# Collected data

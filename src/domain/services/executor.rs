//! Atomic executor
//!
//! The short critical section that runs under the advisory lock: re-check
//! price freshness and spread (the lock wait itself can stale the quote),
//! size the order against the running balance, and write exactly one trade
//! row. Lock acquisition and release belong to the coordinator; this
//! service assumes it is already inside the critical section.

use std::sync::Arc;

use tracing::{debug, info};

use crate::config::CoordinatorConfig;
use crate::domain::entities::intent::TradeSide;
use crate::domain::entities::strategy::StrategyConfig;
use crate::domain::errors::ExecutionError;
use crate::domain::repositories::price_oracle::PriceOracle;
use crate::domain::services::profit_evaluator::{evaluate_sell_gate, FifoPosition};
use crate::domain::value_objects::quantity::Quantity;
use crate::persistence::models::CreateTrade;
use crate::persistence::repository::TradeRepository;

/// Which path produced an execution; stamped on the ledger row.
#[derive(Debug, Clone, Copy, PartialEq, Eq)]
pub enum DecisionPath {
    Direct,
    Arbitrated,
    CoordinatorTp,
}

impl DecisionPath {
    pub fn as_str(&self) -> &'static str {
        match self {
            DecisionPath::Direct => "direct",
            DecisionPath::Arbitrated => "arbitrated",
            DecisionPath::CoordinatorTp => "coordinator_tp",
        }
    }
}

/// Inputs to one execution attempt.
#[derive(Debug, Clone)]
pub struct ExecutionRequest {
    pub user_id: String,
    pub symbol: String,
    pub side: TradeSide,
    pub qty_suggested: Option<f64>,
    pub confidence: f64,
    pub request_id: String,
    pub path: DecisionPath,
    /// Direct-mode BUYs skip the price gates; everything else re-checks.
    pub enforce_price_gates: bool,
    /// Explicit arbitrated SELLs pass the profit gate; TP-synthesized and
    /// manual/direct sells do not.
    pub apply_profit_gate: bool,
}

/// A successfully written trade.
#[derive(Debug, Clone)]
pub struct ExecutedTrade {
    pub qty: f64,
    pub price: f64,
    pub total_value: f64,
}

pub struct AtomicExecutor {
    oracle: Arc<dyn PriceOracle>,
    trades: TradeRepository,
    config: CoordinatorConfig,
}

impl AtomicExecutor {
    pub fn new(
        oracle: Arc<dyn PriceOracle>,
        trades: TradeRepository,
        config: CoordinatorConfig,
    ) -> Self {
        Self {
            oracle,
            trades,
            config,
        }
    }

    pub async fn execute(
        &self,
        request: &ExecutionRequest,
        strategy: &StrategyConfig,
    ) -> Result<ExecutedTrade, ExecutionError> {
        let quote = self.oracle.get_quote(&request.symbol).await?;

        if request.enforce_price_gates {
            if quote.tick_age_ms > self.config.price_stale_max_ms {
                return Err(ExecutionError::StalePrice {
                    tick_age_ms: quote.tick_age_ms,
                    max_ms: self.config.price_stale_max_ms,
                });
            }
            let spread_bps = quote.spread_bps();
            if spread_bps > self.config.spread_threshold_bps {
                return Err(ExecutionError::SpreadTooWide {
                    spread_bps,
                    max_bps: self.config.spread_threshold_bps,
                });
            }
        }

        let qty = match request.side {
            TradeSide::Buy => self.size_buy(&request.user_id, quote.price).await?,
            TradeSide::Sell => {
                let qty = request.qty_suggested.ok_or_else(|| {
                    ExecutionError::InvalidParameters(
                        "SELL execution requires a quantity".to_string(),
                    )
                })?;
                if request.apply_profit_gate {
                    self.check_profit_gate(request, strategy, qty, quote.price)
                        .await?;
                }
                qty
            }
        };

        let qty = Quantity::new(qty)
            .map_err(|e| ExecutionError::InvalidParameters(e.to_string()))?;
        let total_value = qty.notional_at(quote.price);

        let record = self
            .trades
            .insert(CreateTrade {
                user_id: request.user_id.clone(),
                strategy_id: strategy.ledger_strategy_id().map(str::to_string),
                symbol: request.symbol.clone(),
                side: request.side.as_str().to_string(),
                amount: qty.value(),
                price: quote.price,
                total_value,
                original_purchase_amount: match request.side {
                    TradeSide::Sell => Some(qty.value()),
                    TradeSide::Buy => None,
                },
                decision_path: request.path.as_str().to_string(),
                request_id: request.request_id.clone(),
            })
            .await?;

        info!(
            request_id = %request.request_id,
            symbol = %request.symbol,
            side = %record.side,
            qty = record.amount,
            price = record.price,
            path = %record.decision_path,
            "trade executed"
        );

        Ok(ExecutedTrade {
            qty: record.amount,
            price: record.price,
            total_value: record.total_value,
        })
    }

    /// Size a BUY against the running balance. Shrinks the order to the
    /// remaining balance when it still clears the minimum viable size.
    async fn size_buy(&self, user_id: &str, price: f64) -> Result<f64, ExecutionError> {
        let mut allocation = self.config.trade_allocation_eur;

        if !self.config.paper_trading {
            let available =
                self.config.initial_balance_eur + self.trades.signed_balance(user_id).await?;

            if available < allocation {
                if available >= self.config.min_viable_order_eur {
                    debug!(
                        "Shrinking BUY from {:.2} to remaining balance {:.2}",
                        allocation, available
                    );
                    allocation = available;
                } else {
                    return Err(ExecutionError::InsufficientBalance {
                        required: allocation,
                        available,
                    });
                }
            }
        }

        Ok(allocation / price)
    }

    async fn check_profit_gate(
        &self,
        request: &ExecutionRequest,
        strategy: &StrategyConfig,
        qty: f64,
        price: f64,
    ) -> Result<(), ExecutionError> {
        let history = self
            .trades
            .position_history(&request.user_id, &strategy.strategy_id, &request.symbol)
            .await?;
        let position = FifoPosition::reconstruct(&history);
        let gate = evaluate_sell_gate(&position, qty, price, request.confidence, &strategy.profit);

        if !gate.allowed {
            return Err(ExecutionError::InsufficientProfit {
                failed: gate.failed,
                pnl_eur: gate.pnl_eur,
                pnl_pct: gate.pnl_pct,
                edge_bps: gate.edge_bps,
            });
        }
        Ok(())
    }
}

# TASK INSTRUCTIONS
Every line above that includes "section" counts toward one total; give that total by itself.

# SOLUTION BELOW
2